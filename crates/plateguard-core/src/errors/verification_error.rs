use super::error_code::{self, PlateguardErrorCode};

/// Contact-verification errors.
#[derive(Debug, thiserror::Error)]
pub enum VerificationError {
    #[error("no verification code issued")]
    NoActiveCode,

    #[error("verification code expired")]
    CodeExpired,

    #[error("verification code does not match")]
    CodeMismatch,

    #[error("too many failed attempts ({attempts}); request a new code")]
    TooManyAttempts { attempts: u32 },
}

impl PlateguardErrorCode for VerificationError {
    fn error_code(&self) -> &'static str {
        match self {
            Self::NoActiveCode => error_code::NO_ACTIVE_CODE,
            Self::CodeExpired => error_code::CODE_EXPIRED,
            Self::CodeMismatch => error_code::CODE_MISMATCH,
            Self::TooManyAttempts { .. } => error_code::TOO_MANY_ATTEMPTS,
        }
    }
}
//! Ledger faults deny instead of allowing.

use std::sync::Arc;

use plateguard_core::config::GateConfig;
use plateguard_core::errors::{PlateguardResult, StorageError};
use plateguard_core::models::{
    DenyReason, GateDecision, InteractionKind, InteractionRecord, LedgerFilter, UserId,
};
use plateguard_core::traits::{AdmissionCheck, ILedgerStore};
use plateguard_gate::InteractionGate;
use plateguard_storage::SqliteLedger;
use test_fixtures::{plate, t0};

struct UnreachableLedger;

impl ILedgerStore for UnreachableLedger {
    fn append(&self, _record: &InteractionRecord) -> PlateguardResult<()> {
        Err(StorageError::Unavailable { reason: "connection refused".into() }.into())
    }

    fn query(&self, _filter: &LedgerFilter) -> PlateguardResult<Vec<InteractionRecord>> {
        Err(StorageError::Unavailable { reason: "connection refused".into() }.into())
    }

    fn append_if(
        &self,
        _record: &InteractionRecord,
        _check: &AdmissionCheck<'_>,
    ) -> PlateguardResult<GateDecision> {
        Err(StorageError::Unavailable { reason: "connection refused".into() }.into())
    }

    fn len(&self) -> PlateguardResult<usize> {
        Err(StorageError::Unavailable { reason: "connection refused".into() }.into())
    }
}

const UNAVAILABLE: GateDecision = GateDecision::Denied(DenyReason::StoreUnavailable);

#[test]
fn unreachable_ledger_denies_everything() {
    let gate = InteractionGate::new(Arc::new(UnreachableLedger), &GateConfig::default());
    let abc = plate("ABC1234");
    let alice = UserId::from("alice");

    assert!(gate.is_reported(&abc, &alice));
    assert_eq!(gate.can_send_message(&abc, &alice), UNAVAILABLE);
    assert_eq!(gate.can_evaluate(&abc, &alice, t0()), UNAVAILABLE);
    assert_eq!(gate.can_send_solidary(&abc, &alice), UNAVAILABLE);

    assert_eq!(gate.try_send_message(&abc, &alice, t0()), UNAVAILABLE);
    assert_eq!(gate.try_evaluate(&abc, &alice, t0()), UNAVAILABLE);
    assert_eq!(gate.try_send_solidary(&abc, &alice, t0()), UNAVAILABLE);
    assert_eq!(gate.report(&abc, &alice, t0()), UNAVAILABLE);

    assert!(gate.record_message(&abc, &alice, t0()).is_err());
    assert!(gate.reported_plates(&alice).is_err());
}

#[test]
fn corrupt_rows_deny_instead_of_reading_as_empty() {
    let dir = tempfile::tempdir().unwrap();
    let path = dir.path().join("ledger.db");
    let ledger = Arc::new(SqliteLedger::open(&path, 5_000).unwrap());
    let gate = InteractionGate::new(ledger.clone(), &GateConfig::default());
    let abc = plate("ABC1234");
    let alice = UserId::from("alice");

    gate.report(&abc, &alice, t0());

    let raw = rusqlite::Connection::open(&path).unwrap();
    raw.execute("UPDATE interactions SET kind = 'r3port'", []).unwrap();
    drop(raw);

    // The report row is unreadable; it must not be mistaken for "no report".
    assert!(gate.is_reported(&abc, &alice));
    assert_eq!(gate.can_send_message(&abc, &alice), UNAVAILABLE);
    assert_eq!(gate.try_send_solidary(&abc, &alice, t0()), UNAVAILABLE);
    assert_eq!(
        ledger
            .query(&LedgerFilter::default().with_kind(InteractionKind::Solidary))
            .unwrap()
            .len(),
        0
    );
}
use std::fmt;

use chrono::{DateTime, Utc};
use serde::{Deserialize, Serialize};

use crate::constants::PLATE_LENGTH;
use crate::errors::{PlateguardError, PlateguardResult};

/// Wall-clock instant. Every time-dependent operation receives one explicitly.
pub type Timestamp = DateTime<Utc>;

/// A normalized vehicle plate: seven uppercase ASCII alphanumerics.
///
/// Separators (`-`, spaces) are stripped and letters uppercased, so
/// `"abc-1234"` and `"ABC1234"` are the same plate.
#[derive(Debug, Clone, PartialEq, Eq, Hash, PartialOrd, Ord, Serialize, Deserialize)]
#[serde(try_from = "String", into = "String")]
pub struct Plate(String);

impl Plate {
    /// Normalize and validate a plate string.
    pub fn parse(input: &str) -> PlateguardResult<Self> {
        let normalized: String = input
            .chars()
            .filter(|c| !matches!(c, '-' | ' '))
            .map(|c| c.to_ascii_uppercase())
            .collect();

        if normalized.len() != PLATE_LENGTH {
            return Err(PlateguardError::InvalidPlate {
                input: input.to_string(),
                reason: format!("expected {PLATE_LENGTH} characters, got {}", normalized.len()),
            });
        }
        if !normalized.chars().all(|c| c.is_ascii_alphanumeric()) {
            return Err(PlateguardError::InvalidPlate {
                input: input.to_string(),
                reason: "only letters and digits are allowed".to_string(),
            });
        }
        Ok(Self(normalized))
    }

    pub fn as_str(&self) -> &str {
        &self.0
    }
}

impl fmt::Display for Plate {
    fn fmt(&self, f: &mut fmt::Formatter<'_>) -> fmt::Result {
        f.write_str(&self.0)
    }
}

impl TryFrom<String> for Plate {
    type Error = PlateguardError;

    fn try_from(value: String) -> Result<Self, Self::Error> {
        Self::parse(&value)
    }
}

impl From<Plate> for String {
    fn from(plate: Plate) -> Self {
        plate.0
    }
}

/// Opaque identifier of a person on the network.
#[derive(Debug, Clone, PartialEq, Eq, Hash, PartialOrd, Ord, Serialize, Deserialize)]
#[serde(transparent)]
pub struct UserId(pub String);

impl UserId {
    pub fn as_str(&self) -> &str {
        &self.0
    }
}

impl fmt::Display for UserId {
    fn fmt(&self, f: &mut fmt::Formatter<'_>) -> fmt::Result {
        f.write_str(&self.0)
    }
}

impl From<&str> for UserId {
    fn from(s: &str) -> Self {
        Self(s.to_string())
    }
}

impl From<String> for UserId {
    fn from(s: String) -> Self {
        Self(s)
    }
}
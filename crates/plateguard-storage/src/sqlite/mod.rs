//! SQLite-backed interaction ledger.

pub mod connection;
pub mod migrations;
pub mod pragmas;
pub mod queries;

use std::path::{Path, PathBuf};

use rusqlite::TransactionBehavior;
use tracing::{debug, info, instrument};

use plateguard_core::config::defaults::DEFAULT_BUSY_TIMEOUT_MS;
use plateguard_core::errors::PlateguardResult;
use plateguard_core::models::{GateDecision, InteractionRecord, LedgerFilter};
use plateguard_core::traits::{AdmissionCheck, ILedgerStore};

use crate::to_storage_err;
use connection::WriteConnection;

/// Durable ledger in a single SQLite table.
///
/// All access goes through one connection behind a mutex. `append_if`
/// additionally runs inside a `BEGIN IMMEDIATE` transaction, which takes
/// the database write lock up front and so also serializes against other
/// processes sharing the file.
pub struct SqliteLedger {
    conn: WriteConnection,
    db_path: Option<PathBuf>,
}

impl SqliteLedger {
    /// Open (or create) a ledger database file and bring its schema current.
    pub fn open(path: &Path, busy_timeout_ms: u32) -> PlateguardResult<Self> {
        let conn = WriteConnection::open(path, busy_timeout_ms)?;
        let ledger = Self {
            conn,
            db_path: Some(path.to_path_buf()),
        };
        ledger.initialize()?;
        info!(path = %path.display(), "sqlite ledger opened");
        Ok(ledger)
    }

    /// Private in-memory database, mainly for tests.
    pub fn open_in_memory() -> PlateguardResult<Self> {
        let conn = WriteConnection::open_in_memory(DEFAULT_BUSY_TIMEOUT_MS)?;
        let ledger = Self {
            conn,
            db_path: None,
        };
        ledger.initialize()?;
        Ok(ledger)
    }

    fn initialize(&self) -> PlateguardResult<()> {
        self.conn.with_conn(|conn| migrations::run_migrations(conn))
    }

    pub fn db_path(&self) -> Option<&Path> {
        self.db_path.as_deref()
    }

    /// Current schema version.
    pub fn schema_version(&self) -> PlateguardResult<u32> {
        self.conn.with_conn(|conn| migrations::current_version(conn))
    }

    /// Whether the connection runs in WAL mode. Always false in memory.
    pub fn is_wal(&self) -> PlateguardResult<bool> {
        self.conn.with_conn(|conn| pragmas::verify_wal_mode(conn))
    }
}

impl ILedgerStore for SqliteLedger {
    #[instrument(
        skip_all,
        fields(plate = %record.plate, user_id = %record.user_id, kind = %record.kind)
    )]
    fn append(&self, record: &InteractionRecord) -> PlateguardResult<()> {
        self.conn.with_conn(|conn| queries::insert_record(conn, record))?;
        debug!(id = %record.id, "ledger append");
        Ok(())
    }

    fn query(&self, filter: &LedgerFilter) -> PlateguardResult<Vec<InteractionRecord>> {
        self.conn.with_conn(|conn| queries::select_records(conn, filter))
    }

    #[instrument(
        skip_all,
        fields(plate = %record.plate, user_id = %record.user_id, kind = %record.kind)
    )]
    fn append_if(
        &self,
        record: &InteractionRecord,
        check: &AdmissionCheck<'_>,
    ) -> PlateguardResult<GateDecision> {
        let decision = self.conn.with_conn(|conn| {
            let tx = conn
                .transaction_with_behavior(TransactionBehavior::Immediate)
                .map_err(|e| to_storage_err(e.to_string()))?;
            let existing = queries::select_records(
                &tx,
                &LedgerFilter::pair(&record.plate, &record.user_id),
            )?;
            let decision = check(existing.as_slice());
            if decision.is_allowed() {
                queries::insert_record(&tx, record)?;
            }
            tx.commit().map_err(|e| to_storage_err(e.to_string()))?;
            Ok(decision)
        })?;
        debug!(?decision, "ledger conditional append");
        Ok(decision)
    }

    fn len(&self) -> PlateguardResult<usize> {
        self.conn.with_conn(|conn| queries::count_records(conn))
    }
}
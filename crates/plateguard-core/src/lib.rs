//! # plateguard-core
//!
//! Foundation crate for the plateguard policy engine.
//! Defines all types, traits, errors, config, and constants.
//! Every other crate in the workspace depends on this.

pub mod config;
pub mod constants;
pub mod errors;
pub mod models;
pub mod traits;

// Re-export the most commonly used types at the crate root.
pub use config::PlateguardConfig;
pub use errors::{PlateguardError, PlateguardResult};
pub use models::{
    Category, DenyReason, GateDecision, InteractionKind, InteractionRecord, Plate, ScoreAxis,
    Timestamp, UserId,
};
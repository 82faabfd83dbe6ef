//! Schema migrations, tracked in `PRAGMA user_version`.

mod v001_interactions;

use rusqlite::Connection;
use tracing::info;

use plateguard_core::errors::{PlateguardResult, StorageError};

use crate::to_storage_err;

type Migration = fn(&Connection) -> rusqlite::Result<()>;

const MIGRATIONS: &[(u32, Migration)] = &[(1, v001_interactions::migrate)];

/// Latest schema version this build knows about.
pub const LATEST_VERSION: u32 = 1;

pub fn current_version(conn: &Connection) -> PlateguardResult<u32> {
    conn.pragma_query_value(None, "user_version", |row| row.get(0))
        .map_err(|e| to_storage_err(e.to_string()))
}

/// Apply every migration newer than the database's version, each in its
/// own transaction.
pub fn run_migrations(conn: &mut Connection) -> PlateguardResult<()> {
    let current = current_version(conn)?;
    if current > LATEST_VERSION {
        return Err(StorageError::MigrationFailed {
            version: current,
            reason: format!("database is newer than supported version {LATEST_VERSION}"),
        }
        .into());
    }

    for &(version, migrate) in MIGRATIONS.iter().filter(|(v, _)| *v > current) {
        let failed = |e: rusqlite::Error| StorageError::MigrationFailed {
            version,
            reason: e.to_string(),
        };
        let tx = conn.transaction().map_err(failed)?;
        migrate(&tx).map_err(failed)?;
        tx.pragma_update(None, "user_version", version)
            .map_err(failed)?;
        tx.commit().map_err(failed)?;
        info!(version, "applied ledger migration");
    }
    Ok(())
}
//! Stable machine-readable codes for errors and deny reasons.

/// Every error enum (and `DenyReason`) implements this to expose a
/// structured code string for the surrounding application.
pub trait PlateguardErrorCode {
    /// Returns the code string (e.g., "ALREADY_SENT").
    fn error_code(&self) -> &'static str;

    /// Returns the formatted string: `[ERROR_CODE] message`.
    fn coded_string(&self) -> String
    where
        Self: std::fmt::Display,
    {
        format!("[{}] {}", self.error_code(), self)
    }
}

// Interaction gate.
pub const PERMANENTLY_BLOCKED: &str = "PERMANENTLY_BLOCKED";
pub const COOLDOWN_ACTIVE: &str = "COOLDOWN_ACTIVE";
pub const ALREADY_SENT: &str = "ALREADY_SENT";

// Benefits.
pub const NO_CREDITS_REMAINING: &str = "NO_CREDITS_REMAINING";

// Stolen alerts.
pub const RENEWAL_ALREADY_USED: &str = "RENEWAL_ALREADY_USED";
pub const RENEWAL_WINDOW_NOT_OPEN: &str = "RENEWAL_WINDOW_NOT_OPEN";
pub const ALERT_NOT_ACTIVATED: &str = "ALERT_NOT_ACTIVATED";

// Verification.
pub const NO_ACTIVE_CODE: &str = "NO_ACTIVE_CODE";
pub const CODE_EXPIRED: &str = "CODE_EXPIRED";
pub const CODE_MISMATCH: &str = "CODE_MISMATCH";
pub const TOO_MANY_ATTEMPTS: &str = "TOO_MANY_ATTEMPTS";

// Storage.
pub const STORE_UNAVAILABLE: &str = "STORE_UNAVAILABLE";
pub const STORE_CORRUPT: &str = "STORE_CORRUPT";
pub const MIGRATION_FAILED: &str = "MIGRATION_FAILED";

// Everything else.
pub const CONFIG_ERROR: &str = "CONFIG_ERROR";
pub const INVALID_PLATE: &str = "INVALID_PLATE";
pub const NOT_FOUND: &str = "NOT_FOUND";
pub const SERIALIZATION_ERROR: &str = "SERIALIZATION_ERROR";
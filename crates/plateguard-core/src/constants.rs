/// plateguard version.
pub const VERSION: &str = env!("CARGO_PKG_VERSION");

/// Number of categories per score axis.
pub const CATEGORY_COUNT: usize = 7;

/// Number of boundaries separating the categories.
pub const THRESHOLD_COUNT: usize = CATEGORY_COUNT - 1;

/// Length of a normalized vehicle plate.
pub const PLATE_LENGTH: usize = 7;

/// Seconds in one day.
pub const SECONDS_PER_DAY: i64 = 86_400;

/// Days in one decay month.
pub const DAYS_PER_DECAY_MONTH: i64 = 30;
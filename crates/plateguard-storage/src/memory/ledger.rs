use dashmap::DashMap;
use tracing::{debug, instrument};

use plateguard_core::errors::PlateguardResult;
use plateguard_core::models::{GateDecision, InteractionRecord, LedgerFilter, Plate, UserId};
use plateguard_core::traits::{AdmissionCheck, ILedgerStore};

type PairKey = (Plate, UserId);

/// Ledger held in memory, partitioned by `(plate, user)`.
///
/// Each pair's records live under one map entry, so `append_if` runs its
/// check and append while holding that entry's write lock. Different pairs
/// on different shards proceed in parallel.
#[derive(Default)]
pub struct InMemoryLedger {
    pairs: DashMap<PairKey, Vec<InteractionRecord>>,
}

impl InMemoryLedger {
    pub fn new() -> Self {
        Self::default()
    }

    fn key(record: &InteractionRecord) -> PairKey {
        (record.plate.clone(), record.user_id.clone())
    }
}

impl ILedgerStore for InMemoryLedger {
    #[instrument(
        skip_all,
        fields(plate = %record.plate, user_id = %record.user_id, kind = %record.kind)
    )]
    fn append(&self, record: &InteractionRecord) -> PlateguardResult<()> {
        self.pairs
            .entry(Self::key(record))
            .or_default()
            .push(record.clone());
        debug!(id = %record.id, "ledger append");
        Ok(())
    }

    fn query(&self, filter: &LedgerFilter) -> PlateguardResult<Vec<InteractionRecord>> {
        let mut out: Vec<InteractionRecord> = match (&filter.plate, &filter.user_id) {
            (Some(plate), Some(user_id)) => self
                .pairs
                .get(&(plate.clone(), user_id.clone()))
                .map(|records| {
                    records
                        .iter()
                        .filter(|r| filter.matches(r))
                        .cloned()
                        .collect()
                })
                .unwrap_or_default(),
            _ => self
                .pairs
                .iter()
                .flat_map(|entry| {
                    entry
                        .value()
                        .iter()
                        .filter(|r| filter.matches(r))
                        .cloned()
                        .collect::<Vec<_>>()
                })
                .collect(),
        };
        // Stable: records sharing a timestamp keep insertion order within a pair.
        out.sort_by(|a, b| a.timestamp.cmp(&b.timestamp));
        Ok(out)
    }

    #[instrument(
        skip_all,
        fields(plate = %record.plate, user_id = %record.user_id, kind = %record.kind)
    )]
    fn append_if(
        &self,
        record: &InteractionRecord,
        check: &AdmissionCheck<'_>,
    ) -> PlateguardResult<GateDecision> {
        let mut records = self.pairs.entry(Self::key(record)).or_default();
        let decision = check(records.as_slice());
        if decision.is_allowed() {
            records.push(record.clone());
            debug!(id = %record.id, "ledger conditional append");
        } else {
            debug!(?decision, "ledger conditional append refused");
        }
        Ok(decision)
    }

    fn len(&self) -> PlateguardResult<usize> {
        Ok(self.pairs.iter().map(|entry| entry.value().len()).sum())
    }
}
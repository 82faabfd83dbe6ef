use serde::{Deserialize, Serialize};

use super::defaults;

/// Score/ICC decay configuration.
#[derive(Debug, Clone, Serialize, Deserialize)]
#[serde(default)]
pub struct DecayConfig {
    /// Policy name: "none" or "monthly_step".
    pub policy: String,
    /// Points moved toward zero per full month ("monthly_step" only).
    pub points_per_month: i64,
}

impl Default for DecayConfig {
    fn default() -> Self {
        Self {
            policy: defaults::DEFAULT_DECAY_POLICY.to_string(),
            points_per_month: defaults::DEFAULT_DECAY_POINTS_PER_MONTH,
        }
    }
}
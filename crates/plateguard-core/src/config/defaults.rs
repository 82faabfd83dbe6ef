// Single source of truth for all default values.

// --- Classification ---
pub const DEFAULT_THRESHOLDS: [i64; 6] = [0, 200, 400, 650, 850, 1001];

// --- Gate ---
pub const DEFAULT_EVALUATION_COOLDOWN_SECS: i64 = 86_400; // 24 hours

// --- Benefits ---
pub const DEFAULT_YELLOW_THEFT_ALERT_CAP: u32 = 1;
pub const DEFAULT_GREEN_THEFT_ALERT_CAP: u32 = 2;
pub const DEFAULT_THEFT_ALERT_CYCLE_DAYS: i64 = 30;
pub const DEFAULT_GREEN_CLIENT_SUPPORT_CALL_CAP: u32 = 1;
pub const DEFAULT_SUPPORT_CALL_CYCLE_DAYS: i64 = 180;

// --- Stolen alerts ---
pub const DEFAULT_ALERT_DURATION_DAYS: i64 = 30;
pub const DEFAULT_FREE_RENEWAL_WINDOW_DAYS: i64 = 2;

// --- Verification ---
pub const DEFAULT_CODE_LENGTH: usize = 6;
pub const DEFAULT_CODE_TTL_SECS: i64 = 600; // 10 minutes
pub const DEFAULT_MAX_FAILED_ATTEMPTS: u32 = 5;

// --- Decay ---
pub const DEFAULT_DECAY_POLICY: &str = "none";
pub const DEFAULT_DECAY_POINTS_PER_MONTH: i64 = 0;

// --- Limits ---
/// Longest accepted cooldown, cycle, alert duration or code lifetime.
pub const MAX_DURATION_DAYS: i64 = 36_500;
pub const MAX_DURATION_SECS: i64 = MAX_DURATION_DAYS * crate::constants::SECONDS_PER_DAY;
/// The seal state stores a single support-call flag per cycle.
pub const MAX_GREEN_CLIENT_SUPPORT_CALL_CAP: u32 = 1;

// --- Storage ---
pub const DEFAULT_STORAGE_BACKEND: &str = "memory";
pub const DEFAULT_DB_FILENAME: &str = "plateguard.db";
pub const DEFAULT_BUSY_TIMEOUT_MS: u32 = 5_000;

// --- Observability ---
pub const DEFAULT_LOG_LEVEL: &str = "info";
pub const DEFAULT_JSON_LOGS: bool = false;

────────────────────────────────────────

__WORK REQUEST__. Using the material above, count how many lines include the word "CodeExpired" and answer with only that figure.

__RESPONSE__. 2